A report by the advocacy group Marihuana Policy Project (MPP), for example, found that Youth marijuana use has declined in 19 of the 21 states that legalized adult use—Adolescent cannabis use has dropped an average of 35 percent in the first states to legalize it.
The report cited data from a number of national and state youth surveys, including the annual Monitoring the Future (MTF) Survey, which is supported by the National Institute on Drug Abuse (NIDA).
The latest version of the MTF, released late last year, found that cannabis use among eighth, 10th and 12th graders is now on the rise. lower than before states began enacting laws to legalize adult use in 2012 Young people’s perception that cannabis is easy to obtain also declined significantly in 2024 despite an expanding market for adult use.
Another survey conducted last year by the US Centers for Disease Control and Prevention (CDC) also showed that a The proportion of high school students reporting marijuana use in the past month has decreased in the past decade, when dozens of states moved to legalize cannabis.
At the state level, MPP’s assessment looked at studies such as the Washington State Healthy Youth Survey released in April 2024.
That survey found a decline in lifetime and past 30-day marijuana use in recent years.
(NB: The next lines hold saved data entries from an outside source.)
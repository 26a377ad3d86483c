//! The update-and-launch state machine.
//!
//! A run moves through
//! `CheckingVersion → (UpToDate | Downloading → Extracting → PersistingVersion) → Launching → Running → Closed`.
//! Each stage completes before the next starts and each transition is driven
//! by the outcome of the previous stage. The remote marker is carried as a
//! value through the transition and written only after extraction succeeded.

use std::sync::Arc;
use std::sync::atomic::{AtomicBool, Ordering};

use crate::config::LauncherSettings;
use crate::error::{LauncherError, Result};
use crate::events::LauncherEvents;
use crate::platform::PlatformProfile;
use crate::state::RunState;
use crate::status::UpdateStatus;
use crate::steps::download::download_to_file;
use crate::steps::extract::install_archive;
use crate::steps::launch::{LaunchResult, launch};
use crate::version::{VersionMarker, VersionOracle, is_stale};

/// Status texts shown while a run progresses.
pub mod messages {
    /// A run has started.
    pub const INITIALIZING: &str = "Initializing...";
    /// The executable is being spawned.
    pub const STARTING: &str = "Starting...";
    /// The archive transfer failed.
    pub const DOWNLOAD_FAILED: &str = "Failed to download update!";
    /// The archive could not be unpacked.
    pub const EXTRACT_FAILED: &str = "Failed to extract update!";
    /// The local version marker could not be read.
    pub const VERSION_READ_FAILED: &str = "Failed to read version file";
    /// The local version marker could not be written.
    pub const VERSION_WRITE_FAILED: &str = "Failed to write version file";
    /// Connectivity probe or version fetch failed.
    pub const NO_INTERNET: &str = "No Internet Connection";
    /// No installed executable to fall back to.
    pub const NO_GAME_FILES: &str = "No game files detected!";
}

/// Result of comparing the remote and local markers without updating.
#[derive(Debug, Clone, PartialEq, Eq)]
pub struct VersionCheck {
    /// Marker published remotely.
    pub remote: VersionMarker,
    /// Marker installed locally, if any.
    pub local: Option<VersionMarker>,
    /// Whether a run would download.
    pub stale: bool,
}

/// Drives a run from the start signal to a terminal state.
pub struct UpdateOrchestrator {
    profile: Result<PlatformProfile>,
    client: reqwest::Client,
    oracle: VersionOracle,
    events: Arc<dyn LauncherEvents>,
    in_flight: AtomicBool,
}

/// Releases the single-flight gate and re-arms the trigger when dropped.
struct TriggerGuard<'a> {
    in_flight: &'a AtomicBool,
    events: &'a dyn LauncherEvents,
}

impl Drop for TriggerGuard<'_> {
    fn drop(&mut self) {
        self.in_flight.store(false, Ordering::Release);
        self.events.set_trigger_enabled(true);
    }
}

impl UpdateOrchestrator {
    /// Creates an orchestrator for an already resolved profile.
    pub fn new(
        profile: PlatformProfile,
        settings: &LauncherSettings,
        events: Arc<dyn LauncherEvents>,
    ) -> Result<Self> {
        Self::from_resolution(Ok(profile), settings, events)
    }

    /// Creates an orchestrator from the outcome of profile resolution.
    ///
    /// A failed resolution (such as an unsupported platform) does not fail
    /// here: the orchestrator is created disabled and every run ends in
    /// [`RunState::Disabled`].
    pub fn from_resolution(
        profile: Result<PlatformProfile>,
        settings: &LauncherSettings,
        events: Arc<dyn LauncherEvents>,
    ) -> Result<Self> {
        let client = settings.http_client()?;
        let oracle = VersionOracle::new(client.clone(), &settings.endpoints);

        let profile = profile.map_err(|e| {
            tracing::error!("Launching disabled: {}", e);
            events.on_state(&RunState::Disabled {
                reason: e.to_string(),
            });
            events.on_status_text(e.user_message());
            events.set_trigger_enabled(false);
            e
        });

        Ok(Self {
            profile,
            client,
            oracle,
            events,
            in_flight: AtomicBool::new(false),
        })
    }

    /// The resolved profile, unless launching is disabled.
    #[must_use]
    pub fn profile(&self) -> Option<&PlatformProfile> {
        self.profile.as_ref().ok()
    }

    /// Whether a run is currently in flight.
    #[must_use]
    pub fn is_running(&self) -> bool {
        self.in_flight.load(Ordering::Acquire)
    }

    /// Runs once: check, update if stale, then launch and wait for exit.
    ///
    /// Returns the terminal state of the run, or
    /// [`LauncherError::RunInProgress`] when another run is in flight.
    pub async fn start(&self) -> Result<RunState> {
        let profile = match &self.profile {
            Ok(profile) => profile,
            Err(e) => return Ok(self.disabled(e)),
        };

        let _guard = self.arm()?;
        self.events.on_status_text(messages::INITIALIZING);

        let terminal = self.run(profile).await;
        if matches!(terminal, RunState::Closed { .. }) {
            self.transition(RunState::Idle);
        }
        Ok(terminal)
    }

    /// Launches whatever is installed without contacting the network.
    pub async fn launch_installed(&self) -> Result<RunState> {
        let profile = match &self.profile {
            Ok(profile) => profile,
            Err(e) => return Ok(self.disabled(e)),
        };

        let _guard = self.arm()?;
        let terminal = self.launch_game(profile).await;
        if matches!(terminal, RunState::Closed { .. }) {
            self.transition(RunState::Idle);
        }
        Ok(terminal)
    }

    /// Compares the remote and local markers without downloading anything.
    pub async fn check(&self) -> Result<VersionCheck> {
        let profile = self.profile.as_ref().map_err(Clone::clone)?;

        self.oracle.probe_connectivity().await?;
        let remote = self.oracle.fetch_remote_version().await?;
        let local = VersionOracle::read_local_version(&profile.version_file_path).await?;
        let stale = is_stale(&remote, local.as_ref());

        Ok(VersionCheck {
            remote,
            local,
            stale,
        })
    }

    fn arm(&self) -> Result<TriggerGuard<'_>> {
        if self
            .in_flight
            .compare_exchange(false, true, Ordering::AcqRel, Ordering::Acquire)
            .is_err()
        {
            tracing::warn!("Ignoring start signal: a run is already in progress");
            return Err(LauncherError::RunInProgress);
        }

        self.events.set_trigger_enabled(false);
        Ok(TriggerGuard {
            in_flight: &self.in_flight,
            events: self.events.as_ref(),
        })
    }

    async fn run(&self, profile: &PlatformProfile) -> RunState {
        self.transition(RunState::CheckingVersion);

        if let Err(e) = self.oracle.probe_connectivity().await {
            tracing::warn!("Connectivity probe failed: {}", e);
            return self.launch_offline(profile).await;
        }

        let remote = match self.oracle.fetch_remote_version().await {
            Ok(marker) => marker,
            Err(e) => {
                tracing::warn!("Could not fetch remote version: {}", e);
                return self.launch_offline(profile).await;
            }
        };

        let local = match VersionOracle::read_local_version(&profile.version_file_path).await {
            Ok(local) => local,
            Err(e) => return self.fail(messages::VERSION_READ_FAILED, &e),
        };

        if !is_stale(&remote, local.as_ref()) {
            tracing::info!("Installed build {} is up to date", remote);
            self.transition(RunState::UpToDate);
            return self.launch_game(profile).await;
        }

        tracing::info!(
            "Updating {} -> {}",
            local
                .as_ref()
                .map_or_else(|| "nothing".to_string(), VersionMarker::display_short),
            remote
        );

        match self.update(profile, &remote).await {
            Ok(()) => {
                UpdateStatus::success(&remote, local.as_ref())
                    .write_best_effort(&profile.status_file_path);
                self.launch_game(profile).await
            }
            Err((message, e)) => {
                UpdateStatus::failure(&remote, local.as_ref(), &e)
                    .write_best_effort(&profile.status_file_path);
                self.fail(message, &e)
            }
        }
    }

    /// Download, extract, then persist the marker. Returns the failing
    /// stage's message with the error.
    async fn update(
        &self,
        profile: &PlatformProfile,
        remote: &VersionMarker,
    ) -> std::result::Result<(), (&'static str, LauncherError)> {
        self.transition(RunState::Downloading);
        let events = Arc::clone(&self.events);
        download_to_file(
            &self.client,
            &profile.archive_url,
            &profile.archive_file_path,
            |progress| events.on_download_progress(progress),
        )
        .await
        .map_err(|e| (messages::DOWNLOAD_FAILED, e))?;

        self.transition(RunState::Extracting);
        let archive = profile.archive_file_path.clone();
        let dest = profile.install_base_dir.clone();
        let fixups = profile.post_extract_fixups.clone();
        let events = Arc::clone(&self.events);
        tokio::task::spawn_blocking(move || {
            install_archive(&archive, &dest, &fixups, |progress| {
                events.on_status_text(&progress.label());
                events.on_extract_progress(progress);
            })
        })
        .await
        .map_err(|e| LauncherError::Extract(format!("extraction task failed: {e}")))
        .and_then(|result| result)
        .map_err(|e| (messages::EXTRACT_FAILED, e))?;

        self.transition(RunState::PersistingVersion);
        VersionOracle::write_local_version(&profile.version_file_path, remote)
            .await
            .map_err(|e| (messages::VERSION_WRITE_FAILED, e))?;

        Ok(())
    }

    async fn launch_offline(&self, profile: &PlatformProfile) -> RunState {
        self.transition(RunState::NetworkUnavailable);
        self.events.on_status_text(messages::NO_INTERNET);
        self.launch_game(profile).await
    }

    async fn launch_game(&self, profile: &PlatformProfile) -> RunState {
        self.transition(RunState::Launching);
        self.events.on_status_text(messages::STARTING);

        let installed = profile.executable_path.is_file();
        let events = self.events.as_ref();
        let on_error = |e: &LauncherError| {
            let message = if installed {
                e.user_message()
            } else {
                messages::NO_GAME_FILES
            };
            events.on_status_text(message);
        };

        match launch(&profile.executable_path, events, Some(&on_error)).await {
            LaunchResult::Exited { code } => {
                let state = RunState::Closed { exit_code: code };
                self.transition(state.clone());
                state
            }
            LaunchResult::Failed(e) => {
                let message = if installed {
                    e.user_message()
                } else {
                    messages::NO_GAME_FILES
                };
                let state = RunState::LaunchFailed {
                    message: message.to_string(),
                };
                tracing::error!("Run aborted: {}", e);
                self.transition(state.clone());
                state
            }
        }
    }

    fn fail(&self, message: &str, err: &LauncherError) -> RunState {
        tracing::error!("Run aborted: {}", err);
        self.events.on_status_text(message);
        let state = RunState::LaunchFailed {
            message: message.to_string(),
        };
        self.transition(state.clone());
        state
    }

    fn disabled(&self, err: &LauncherError) -> RunState {
        let state = RunState::Disabled {
            reason: err.to_string(),
        };
        self.transition(state.clone());
        state
    }

    fn transition(&self, state: RunState) {
        tracing::info!(state = %state, "Run state changed");
        self.events.on_state(&state);
    }
}

#[cfg(test)]
mod tests {
    use super::*;
    use crate::events::NoopEvents;
    use crate::platform::Platform;

    #[tokio::test]
    async fn test_unsupported_platform_is_disabled() {
        let settings = LauncherSettings::default();
        let profile = PlatformProfile::resolve(Platform::Linux, &settings);
        let orchestrator =
            UpdateOrchestrator::from_resolution(profile, &settings, Arc::new(NoopEvents)).unwrap();

        assert!(orchestrator.profile().is_none());
        let state = orchestrator.start().await.unwrap();
        assert_eq!(
            state,
            RunState::Disabled {
                reason: "unsupported platform: linux".to_string()
            }
        );

        match orchestrator.check().await {
            Err(e @ LauncherError::UnsupportedPlatform(_)) => {
                assert_eq!(e.to_string(), "unsupported platform: linux");
            }
            other => panic!("expected unsupported platform, got {other:?}"),
        }
    }

    #[tokio::test]
    async fn test_gate_rejects_second_arm() {
        let temp = tempfile::tempdir().unwrap();
        let settings = LauncherSettings::default();
        let profile =
            PlatformProfile::resolve_in(Platform::Windows, temp.path(), &settings).unwrap();
        let orchestrator =
            UpdateOrchestrator::new(profile, &settings, Arc::new(NoopEvents)).unwrap();

        let guard = orchestrator.arm().unwrap();
        assert!(orchestrator.is_running());
        assert!(matches!(
            orchestrator.arm(),
            Err(LauncherError::RunInProgress)
        ));
        drop(guard);
        assert!(!orchestrator.is_running());
        assert!(orchestrator.arm().is_ok());
    }
}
They remained stable until 2023 with significant decreases. The results also indicated that the ease of access to cannabis among underage students has generally decreased since the state enacted adult legalization in 2012, contrary to fears repeatedly expressed by opponents of the policy change.
And in June of last year, the two-year Healthy Kids Colorado Survey found just that Statewide youth marijuana use rates fell slightly in 2023—Remains significantly lower than before the state became one of the first in the U.S. to legalize adult cannabis in 2012.
The findings follow other past surveys that have investigated the relationship between marijuana and jurisdictions that have legalized youth cannabis use.
For example, a Canadian government report recently found daily or near-daily usage rates among adults and youth. remained stable in the last six years after the country passed legalization.
Another US study found that a “Significant reduction” in youth marijuana use from 2011 to 2021.— a period when more than a dozen states legalized marijuana for adults — that determined lower rates of lifetime and past-month use among high school students nationwide.
Another federal report released last summer concluded Between 2022 and 2023, cannabis consumption among minors — defined as people between 12 and 20 years old — has fallen slightly..
Additionally, a research letter published in April 2024 by the Journal of the American Medical Association (JAMA) said there is no evidence. States passing laws to legalize and regulate marijuana for adults has increased youth use. of cannabis
Another study published by JAMA earlier this month also found that neither legalization nor the opening of retail shops led to an increase in youth cannabis use.
In 2023, however, a US health official said that adolescent marijuana use has not increased “even as state legalization proliferates across the country.”
Another study by the US Centers for Disease Control and Prevention found that Rates of current and lifetime cannabis use among high school students they have continued to decline amid the legalization movement.
A separate NIDA-funded study published in the American Journal of Preventive Medicine in 2022 also found that at the state level The legalization of cannabis was not accompanied by an increase in youth use. The study found: “Young people who spent their adolescence under legalization were no more or less likely to have used cannabis by age 15 than adolescents who spent little or no time under legalization.”
Another 2022 study by Michigan State University researchers, Published in the journal PLOS Onefound that “retail sales of cannabis may increase exposure to cannabis for older adults” in legal states, “but not for minors who cannot purchase cannabis products at a retail outlet.”
Although trends were observed adult use of marijuana and certain psychedelics reaching “historic highs.” in 2022, according to separate data for 2023.